* [WHAT YOU WILL DO]: All entries must be given again exactly as written.

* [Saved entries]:
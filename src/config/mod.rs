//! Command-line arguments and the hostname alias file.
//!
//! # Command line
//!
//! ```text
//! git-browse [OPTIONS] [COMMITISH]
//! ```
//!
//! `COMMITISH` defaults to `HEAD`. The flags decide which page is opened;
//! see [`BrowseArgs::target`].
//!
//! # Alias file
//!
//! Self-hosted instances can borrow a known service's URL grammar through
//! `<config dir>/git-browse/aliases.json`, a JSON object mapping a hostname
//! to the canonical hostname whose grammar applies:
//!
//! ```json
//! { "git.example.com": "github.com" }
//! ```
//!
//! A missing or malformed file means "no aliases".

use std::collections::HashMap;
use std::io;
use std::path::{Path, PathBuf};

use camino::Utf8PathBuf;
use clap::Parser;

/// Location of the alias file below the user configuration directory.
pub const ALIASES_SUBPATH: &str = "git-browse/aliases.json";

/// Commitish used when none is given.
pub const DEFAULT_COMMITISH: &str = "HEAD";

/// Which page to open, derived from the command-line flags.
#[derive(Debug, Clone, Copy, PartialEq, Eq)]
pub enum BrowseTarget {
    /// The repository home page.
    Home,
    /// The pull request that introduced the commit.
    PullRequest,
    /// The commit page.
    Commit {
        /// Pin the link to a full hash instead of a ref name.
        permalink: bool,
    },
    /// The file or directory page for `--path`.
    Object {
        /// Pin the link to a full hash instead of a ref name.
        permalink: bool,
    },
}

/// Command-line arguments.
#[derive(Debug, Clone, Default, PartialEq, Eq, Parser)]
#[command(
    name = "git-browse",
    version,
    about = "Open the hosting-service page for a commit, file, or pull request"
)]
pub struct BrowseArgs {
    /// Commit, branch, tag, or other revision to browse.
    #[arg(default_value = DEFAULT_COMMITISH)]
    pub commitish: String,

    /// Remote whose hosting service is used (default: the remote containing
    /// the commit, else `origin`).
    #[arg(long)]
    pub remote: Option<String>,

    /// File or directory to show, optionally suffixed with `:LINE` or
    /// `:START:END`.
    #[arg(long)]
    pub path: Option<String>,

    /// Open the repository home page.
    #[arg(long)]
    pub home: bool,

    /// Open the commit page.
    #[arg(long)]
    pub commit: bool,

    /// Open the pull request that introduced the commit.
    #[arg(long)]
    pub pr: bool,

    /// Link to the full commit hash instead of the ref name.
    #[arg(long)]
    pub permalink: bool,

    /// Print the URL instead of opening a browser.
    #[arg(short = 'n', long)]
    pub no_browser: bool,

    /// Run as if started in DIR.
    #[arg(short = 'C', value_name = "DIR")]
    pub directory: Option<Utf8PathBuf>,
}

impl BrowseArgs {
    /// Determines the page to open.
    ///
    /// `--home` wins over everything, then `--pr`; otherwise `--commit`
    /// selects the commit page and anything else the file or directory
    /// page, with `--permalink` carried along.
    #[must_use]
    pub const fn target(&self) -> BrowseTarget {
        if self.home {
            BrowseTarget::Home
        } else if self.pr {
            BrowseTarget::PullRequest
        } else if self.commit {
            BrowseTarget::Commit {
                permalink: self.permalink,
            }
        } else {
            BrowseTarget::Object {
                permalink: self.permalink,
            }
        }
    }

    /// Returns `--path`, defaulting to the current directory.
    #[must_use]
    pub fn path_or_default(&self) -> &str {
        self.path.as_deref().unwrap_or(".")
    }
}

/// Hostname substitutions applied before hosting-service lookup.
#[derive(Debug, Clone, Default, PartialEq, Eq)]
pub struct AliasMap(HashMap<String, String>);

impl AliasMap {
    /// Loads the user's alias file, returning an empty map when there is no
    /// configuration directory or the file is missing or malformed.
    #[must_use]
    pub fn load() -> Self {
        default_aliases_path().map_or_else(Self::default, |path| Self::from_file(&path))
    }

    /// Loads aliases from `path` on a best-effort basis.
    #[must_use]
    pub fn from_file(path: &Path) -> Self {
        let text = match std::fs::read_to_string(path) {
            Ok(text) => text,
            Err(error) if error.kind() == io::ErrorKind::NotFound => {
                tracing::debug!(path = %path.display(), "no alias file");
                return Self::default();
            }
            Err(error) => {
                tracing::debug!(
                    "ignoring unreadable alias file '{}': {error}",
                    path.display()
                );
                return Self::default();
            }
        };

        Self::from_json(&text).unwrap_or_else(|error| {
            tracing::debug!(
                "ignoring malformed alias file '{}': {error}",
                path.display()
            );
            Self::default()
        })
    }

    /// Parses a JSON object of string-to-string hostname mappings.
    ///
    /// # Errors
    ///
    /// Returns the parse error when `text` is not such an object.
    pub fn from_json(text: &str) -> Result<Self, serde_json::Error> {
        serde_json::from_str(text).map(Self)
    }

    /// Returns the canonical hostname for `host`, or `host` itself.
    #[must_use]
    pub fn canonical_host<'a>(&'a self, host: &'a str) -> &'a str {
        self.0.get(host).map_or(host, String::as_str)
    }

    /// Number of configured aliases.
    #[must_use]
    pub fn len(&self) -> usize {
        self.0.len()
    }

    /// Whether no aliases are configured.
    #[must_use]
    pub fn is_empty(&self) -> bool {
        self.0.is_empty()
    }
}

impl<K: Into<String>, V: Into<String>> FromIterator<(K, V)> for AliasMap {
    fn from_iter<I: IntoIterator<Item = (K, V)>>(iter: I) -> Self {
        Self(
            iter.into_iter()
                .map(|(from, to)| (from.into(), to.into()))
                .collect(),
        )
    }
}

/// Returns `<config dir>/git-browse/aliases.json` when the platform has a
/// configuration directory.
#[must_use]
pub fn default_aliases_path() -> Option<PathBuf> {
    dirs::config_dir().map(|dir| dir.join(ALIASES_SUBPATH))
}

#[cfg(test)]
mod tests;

* [SOLVED PROBLEM]:
filename src/config/mod.rs
//! Command-line arguments and the hostname alias file.
//!
//! # Command line
//!
//! ```text
//! git-browse [OPTIONS] [COMMITISH]
//! ```
//!
//! `COMMITISH` defaults to `HEAD`. The flags decide which page is opened;
//! see [`BrowseArgs::target`].
//!
//! # Alias file
//!
//! Self-hosted instances can borrow a known service's URL grammar through
//! `<config dir>/git-browse/aliases.json`, a JSON object mapping a hostname
//! to the canonical hostname whose grammar applies:
//!
//! ```json
//! { "git.example.com": "github.com" }
//! ```
//!
//! A missing or malformed file means "no aliases".

use std::collections::HashMap;
use std::io;
use std::path::{Path, PathBuf};

use camino::Utf8PathBuf;
use clap::Parser;

/// Location of the alias file below the user configuration directory.
pub const ALIASES_SUBPATH: &str = "git-browse/aliases.json";

/// Commitish used when none is given.
pub const DEFAULT_COMMITISH: &str = "HEAD";

/// Which page to open, derived from the command-line flags.
#[derive(Debug, Clone, Copy, PartialEq, Eq)]
pub enum BrowseTarget {
    /// The repository home page.
    Home,
    /// The pull request that introduced the commit.
    PullRequest,
    /// The commit page.
    Commit {
        /// Pin the link to a full hash instead of a ref name.
        permalink: bool,
    },
    /// The file or directory page for `--path`.
    Object {
        /// Pin the link to a full hash instead of a ref name.
        permalink: bool,
    },
}

/// Command-line arguments.
#[derive(Debug, Clone, Default, PartialEq, Eq, Parser)]
#[command(
    name = "git-browse",
    version,
    about = "Open the hosting-service page for a commit, file, or pull request"
)]
pub struct BrowseArgs {
    /// Commit, branch, tag, or other revision to browse.
    #[arg(default_value = DEFAULT_COMMITISH)]
    pub commitish: String,

    /// Remote whose hosting service is used (default: the remote containing
    /// the commit, else `origin`).
    #[arg(long)]
    pub remote: Option<String>,

    /// File or directory to show, optionally suffixed with `:LINE` or
    /// `:START:END`.
    #[arg(long)]
    pub path: Option<String>,

    /// Open the repository home page.
    #[arg(long)]
    pub home: bool,

    /// Open the commit page.
    #[arg(long)]
    pub commit: bool,

    /// Open the pull request that introduced the commit.
    #[arg(long)]
    pub pr: bool,

    /// Link to the full commit hash instead of the ref name.
    #[arg(long)]
    pub permalink: bool,

    /// Print the URL instead of opening a browser.
    #[arg(short = 'n', long)]
    pub no_browser: bool,

    /// Run as if started in DIR.
    #[arg(short = 'C', value_name = "DIR")]
    pub directory: Option<Utf8PathBuf>,
}

impl BrowseArgs {
    /// Determines the page to open.
    ///
    /// `--home` wins over everything, then `--pr`; otherwise `--commit`
    /// selects the commit page and anything else the file or directory
    /// page, with `--permalink` carried along.
    #[must_use]
    pub const fn target(&self) -> BrowseTarget {
        if self.home {
            BrowseTarget::Home
        } else if self.pr {
            BrowseTarget::PullRequest
        } else if self.commit {
            BrowseTarget::Commit {
                permalink: self.permalink,
            }
        } else {
            BrowseTarget::Object {
                permalink: self.permalink,
            }
        }
    }

    /// Returns `--path`, defaulting to the current directory.
    #[must_use]
    pub fn path_or_default(&self) -> &str {
        self.path.as_deref().unwrap_or(".")
    }
}

/// Hostname substitutions applied before hosting-service lookup.
#[derive(Debug, Clone, Default, PartialEq, Eq)]
pub struct AliasMap(HashMap<String, String>);

impl AliasMap {
    /// Loads the user's alias file, returning an empty map when there is no
    /// configuration directory or the file is missing or malformed.
    #[must_use]
    pub fn load() -> Self {
        default_aliases_path().map_or_else(Self::default, |path| Self::from_file(&path))
    }

    /// Loads aliases from `path` on a best-effort basis.
    #[must_use]
    pub fn from_file(path: &Path) -> Self {
        let text = match std::fs::read_to_string(path) {
            Ok(text) => text,
            Err(error) if error.kind() == io::ErrorKind::NotFound => {
                tracing::debug!(path = %path.display(), "no alias file");
                return Self::default();
            }
            Err(error) => {
                tracing::debug!(
                    "ignoring unreadable alias file '{}': {error}",
                    path.display()
                );
                return Self::default();
            }
        };

        Self::from_json(&text).unwrap_or_else(|error| {
            tracing::debug!(
                "ignoring malformed alias file '{}': {error}",
                path.display()
            );
            Self::default()
        })
    }

    /// Parses a JSON object of string-to-string hostname mappings.
    ///
    /// # Errors
    ///
    /// Returns the parse error when `text` is not such an object.
    pub fn from_json(text: &str) -> Result<Self, serde_json::Error> {
        serde_json::from_str(text).map(Self)
    }

    /// Returns the canonical hostname for `host`, or `host` itself.
    #[must_use]
    pub fn canonical_host<'a>(&'a self, host: &'a str) -> &'a str {
        self.0.get(host).map_or(host, String::as_str)
    }

    /// Number of configured aliases.
    #[must_use]
    pub fn len(&self) -> usize {
        self.0.len()
    }

    /// Whether no aliases are configured.
    #[must_use]
    pub fn is_empty(&self) -> bool {
        self.0.is_empty()
    }
}

impl<K: Into<String>, V: Into<String>> FromIterator<(K, V)> for AliasMap {
    fn from_iter<I: IntoIterator<Item = (K, V)>>(iter: I) -> Self {
        Self(
            iter.into_iter()
                .map(|(from, to)| (from.into(), to.into()))
                .collect(),
        )
    }
}

/// Returns `<config dir>/git-browse/aliases.json` when the platform has a
/// configuration directory.
#[must_use]
pub fn default_aliases_path() -> Option<PathBuf> {
    dirs::config_dir().map(|dir| dir.join(ALIASES_SUBPATH))
}

#[cfg(test)]
mod tests;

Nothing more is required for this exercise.